Politik/Ausland

Anonymer Trump-Artikel sorgt für Wut und Unruhe

Sie hatten es allesamt ziemlich eilig. Von Vizepräsident Mike Pence bis Außenminister Mike Pompeo ging fast das gesamte Führungsteam rund um Donald Trump der Reihe nach an die Öffentlichkeit. In oft bemerkenswert deutlichen Worten („frustrierter, betrügerischer, mieser Schauspieler“) distanzierte man sich von dem am Donnerstag in der New York Times veröffentlichten Kommentar.

Darin hatte ein anonymer Autor, der sich selbst als hochrangiger Mitarbeiter des Trump-Teams beschrieb, einen erschreckenden Bericht von den Zuständen im Weißen Haus geliefert. Dort sei eine stille Rebellion im Gange. Eine Gruppe engster Mitarbeiter des Präsidenten versuche mit vereinten Kräften die schlimmsten Folgen seines Fehlverhaltens zu verhindern. Der Präsident sei jähzornig, unberechenbar mehr oder minder nicht ganz zurechnungsfähig.

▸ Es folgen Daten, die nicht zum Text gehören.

//! Suggestion repository: load, save, migrate, create, respond, re-status, remove.
//!
//! Every mutation is a full read-modify-write of the canonical list. Callers
//! never see a partially written list: the list is serialized once and
//! handed to the adapter as a single value.

use sbox_config::{DEFAULT_CANONICAL_KEY, DEFAULT_LEGACY_PATTERN, StorageConfig};
use sbox_core::entities::{NewSuggestion, Suggestion};
use sbox_core::enums::SuggestionStatus;
use sbox_core::ids::SuggestionId;
use tracing::{debug, info, warn};

use crate::adapter::StorageAdapter;
use crate::clock::{Clock, SystemClock};
use crate::error::StoreError;
use crate::migrate::{assign_missing_ids, find_legacy_list, parse_list};
use crate::seed::sample_suggestions;
use crate::views::newest_first;

/// Sole gateway between suggestion data and the key-value store.
#[derive(Debug)]
pub struct SuggestionRepo<S, C = SystemClock> {
    storage: S,
    clock: C,
    canonical_key: String,
    legacy_pattern: String,
}

impl<S: StorageAdapter> SuggestionRepo<S, SystemClock> {
    /// Repository over `storage` using the default keys and the wall clock.
    #[must_use]
    pub fn new(storage: S) -> Self {
        Self::with_clock(storage, SystemClock)
    }

    /// Repository over `storage` using the keys from `config`.
    #[must_use]
    pub fn from_config(storage: S, config: &StorageConfig) -> Self {
        Self::new(storage).with_keys(&config.canonical_key, &config.legacy_pattern)
    }
}

impl<S: StorageAdapter, C: Clock> SuggestionRepo<S, C> {
    #[must_use]
    pub fn with_clock(storage: S, clock: C) -> Self {
        Self {
            storage,
            clock,
            canonical_key: DEFAULT_CANONICAL_KEY.to_string(),
            legacy_pattern: DEFAULT_LEGACY_PATTERN.to_string(),
        }
    }

    /// Override the canonical key and the legacy key pattern.
    #[must_use]
    pub fn with_keys(mut self, canonical_key: &str, legacy_pattern: &str) -> Self {
        canonical_key.clone_into(&mut self.canonical_key);
        legacy_pattern.clone_into(&mut self.legacy_pattern);
        self
    }

    pub const fn storage(&self) -> &S {
        &self.storage
    }

    pub const fn storage_mut(&mut self) -> &mut S {
        &mut self.storage
    }

    pub fn into_storage(self) -> S {
        self.storage
    }

    #[must_use]
    pub fn canonical_key(&self) -> &str {
        &self.canonical_key
    }

    pub const fn clock(&self) -> &C {
        &self.clock
    }

    /// Read the full list.
    ///
    /// A missing or empty canonical value triggers the legacy migration scan.
    /// A canonical value that does not parse yields an empty list. Records
    /// with a missing or repeated id get a fresh one, written back at once.
    ///
    /// # Errors
    ///
    /// Returns `StoreError` only when the backend cannot be read, or when a
    /// migrated or repaired list cannot be written back.
    pub fn load(&mut self) -> Result<Vec<Suggestion>, StoreError> {
        let mut list = match self.storage.get_raw(&self.canonical_key)? {
            Some(raw) if !raw.is_empty() => self.parse_canonical(&raw),
            _ => return self.migrate_legacy(),
        };

        let reassigned = assign_missing_ids(&mut list, self.clock.now_ms());
        if reassigned > 0 {
            self.save(&list)?;
            info!(reassigned, "assigned fresh ids to stored suggestions");
        }
        Ok(list)
    }

    /// Replace the canonical list with `list`.
    ///
    /// # Errors
    ///
    /// Returns `StoreError` if serialization or the write fails.
    pub fn save(&mut self, list: &[Suggestion]) -> Result<(), StoreError> {
        self.storage.set_json(&self.canonical_key, list)
    }

    /// Create a `Pending` suggestion and prepend it to the list.
    ///
    /// The id is the current time in ms, bumped past the highest existing id
    /// so ids stay unique and strictly increasing.
    ///
    /// # Errors
    ///
    /// Returns `StoreError::Validation` when `text` is blank, before any write.
    pub fn create(
        &mut self,
        department: &str,
        tag: &str,
        text: &str,
    ) -> Result<Suggestion, StoreError> {
        let input = NewSuggestion::new(department, tag, text)?;
        let mut list = self.load()?;

        let now = SuggestionId::new(self.clock.now_ms());
        let id = list
            .iter()
            .map(|s| s.id)
            .max()
            .map_or(now, |highest| now.max(highest.next()));

        let suggestion = Suggestion::from_new(input, id);
        list.insert(0, suggestion.clone());
        self.persist(&list, "create", id)?;
        Ok(suggestion)
    }

    /// Attach an admin response and set the status in one write.
    ///
    /// # Errors
    ///
    /// - `StoreError::Validation` when `response` is blank (checked first).
    /// - `StoreError::NotFound` when no record has `id`.
    /// - `StoreError::InvalidTransition` if the state machine refuses `status`.
    pub fn respond(
        &mut self,
        id: SuggestionId,
        response: &str,
        status: SuggestionStatus,
    ) -> Result<Suggestion, StoreError> {
        let response = response.trim();
        if response.is_empty() {
            return Err(StoreError::Validation(
                "admin response must not be empty".into(),
            ));
        }

        self.update_one(id, "respond", |suggestion| {
            ensure_transition(suggestion, status)?;
            response.clone_into(&mut suggestion.admin_response);
            suggestion.status = status.into();
            Ok(())
        })
    }

    /// Set the status alone. The admin response is left as is.
    ///
    /// # Errors
    ///
    /// `StoreError::NotFound` when no record has `id`;
    /// `StoreError::InvalidTransition` if the state machine refuses `status`.
    pub fn set_status(
        &mut self,
        id: SuggestionId,
        status: SuggestionStatus,
    ) -> Result<Suggestion, StoreError> {
        self.update_one(id, "set_status", |suggestion| {
            ensure_transition(suggestion, status)?;
            suggestion.status = status.into();
            Ok(())
        })
    }

    /// Delete one record, keeping the others in their relative order.
    ///
    /// # Errors
    ///
    /// Returns `StoreError::NotFound` when no record has `id`.
    pub fn remove(&mut self, id: SuggestionId) -> Result<Suggestion, StoreError> {
        let mut list = self.load()?;
        let index = list
            .iter()
            .position(|s| s.id == id)
            .ok_or(StoreError::NotFound(id))?;
        let removed = list.remove(index);
        self.persist(&list, "remove", id)?;
        Ok(removed)
    }

    /// # Errors
    ///
    /// Returns `StoreError` if the backend cannot be read.
    pub fn find_by_id(&mut self, id: SuggestionId) -> Result<Option<Suggestion>, StoreError> {
        Ok(self.load()?.into_iter().find(|s| s.id == id))
    }

    /// Full list sorted by `created`, newest first. Ties keep list order.
    ///
    /// # Errors
    ///
    /// Returns `StoreError` if the backend cannot be read.
    pub fn list_newest_first(&mut self) -> Result<Vec<Suggestion>, StoreError> {
        Ok(newest_first(self.load()?))
    }

    /// Replace the whole list with the demo records.
    ///
    /// # Errors
    ///
    /// Returns `StoreError` if the write fails.
    pub fn seed_samples(&mut self) -> Result<Vec<Suggestion>, StoreError> {
        let samples = sample_suggestions(self.clock.now_ms());
        self.save(&samples)?;
        info!(count = samples.len(), "seeded sample suggestions");
        Ok(samples)
    }

    fn parse_canonical(&self, raw: &str) -> Vec<Suggestion> {
        match parse_list(raw) {
            Ok(list) => list.unwrap_or_default(),
            Err(error) => {
                warn!(
                    key = %self.canonical_key,
                    %error,
                    "stored suggestions are unreadable; treating the list as empty"
                );
                Vec::new()
            }
        }
    }

    fn migrate_legacy(&mut self) -> Result<Vec<Suggestion>, StoreError> {
        let Some(mut legacy) =
            find_legacy_list(&self.storage, &self.canonical_key, &self.legacy_pattern)?
        else {
            return Ok(Vec::new());
        };

        let reassigned = assign_missing_ids(&mut legacy.suggestions, self.clock.now_ms());
        self.save(&legacy.suggestions)?;
        info!(
            from = %legacy.key,
            to = %self.canonical_key,
            count = legacy.suggestions.len(),
            reassigned,
            "migrated legacy suggestion list"
        );
        Ok(legacy.suggestions)
    }

    fn update_one<F>(
        &mut self,
        id: SuggestionId,
        op: &'static str,
        apply: F,
    ) -> Result<Suggestion, StoreError>
    where
        F: FnOnce(&mut Suggestion) -> Result<(), StoreError>,
    {
        let mut list = self.load()?;
        let record = list
            .iter_mut()
            .find(|s| s.id == id)
            .ok_or(StoreError::NotFound(id))?;
        apply(record)?;
        let updated = record.clone();
        self.persist(&list, op, id)?;
        Ok(updated)
    }

    fn persist(
        &mut self,
        list: &[Suggestion],
        op: &'static str,
        id: SuggestionId,
    ) -> Result<(), StoreError> {
        self.save(list)?;
        debug!(op, %id, total = list.len(), "suggestions saved");
        Ok(())
    }
}

fn ensure_transition(suggestion: &Suggestion, next: SuggestionStatus) -> Result<(), StoreError> {
    if suggestion.status.can_transition_to(next) {
        Ok(())
    } else {
        Err(StoreError::InvalidTransition {
            id: suggestion.id,
            from: suggestion.status.to_string(),
            to: next.to_string(),
        })
    }
}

Trump ging wie gewohnt sofort in die Gegenoffensive, sprach von Hochverrat und einem Angriff auf die Demokratie und forderte die Zeitung auf, den Schreiber bekannt zu geben. Rand Paul, republikanischer Senator aus Kentucky und ein enger Verbündeter Trumps, verlangte sogar einen Lügendetektor-Test für sämtliche Mitarbeiter des Weißen Hauses. Eine Pressesprecherin rief öffentlich zu Massenanrufen bei der Zeitung auf, um sie so dazu zu bringen, den anonymen Kritiker bekannt zu geben. Vizepräsident Mike Pence erklärte, jemand, der auf diese Weise den Präsidenten attackiere, „der außergewöhnliche Führungsstärke für dieses Land gezeigt hat“, müsse umgehend abtreten.

Verdächtige Wortwahl

Allerdings ist der Vizepräsident selbst in den Brennpunkt des hektischen Rätselratens rund um den Täter geraten. Taucht doch in dessen Text ein außergewöhnlich seltener, altmodischer Begriff auf: Lodestar (auf Deutsch „Leitstern“). Pence soll nach Untersuchungen eines US-Journalisten als einziger diesen Begriff in seinen Reden verwendet haben.

Wer regiert eigentlich?

Während also das Weiße Haus bemüht war, die Debatte auf den anonymen Autor und den vermeintlichen journalistischen Fehler der New York Times zu lenken, taucht in vielen Medien eine grundsätzlichere Frage auf: Regiert statt dem Präsidenten eine Art Schattenkabinett? Schließlich schildert ja Washington-Post-Starreporter Bob Woodward in seinem demnächst veröffentlichten Buch „Fear“ („Angst“) die Zustände im Weißen Haus ähnlich chaotisch und den Präsidenten ähnlich unzurechnungsfähig wie der anonyme Schreiber. Auch Woodward erzählt vom ständigen Bemühen von Trumps engsten Mitarbeitern, den Präsidenten im Zaum zu halten und gravierende weltpolitische Schäden durch dessen Handeln zu vermeiden.

Trump selbst wurde am Donnerstag quasi aus dem Hinterhalt persönlich mit der genannten Frage konfrontiert. Bei einem Auftritt in Wyoming schrie ihm ein Reporter entgegen:„Wer hat eigentlich das Sagen im Weißen Haus?“ Er antwortete nicht.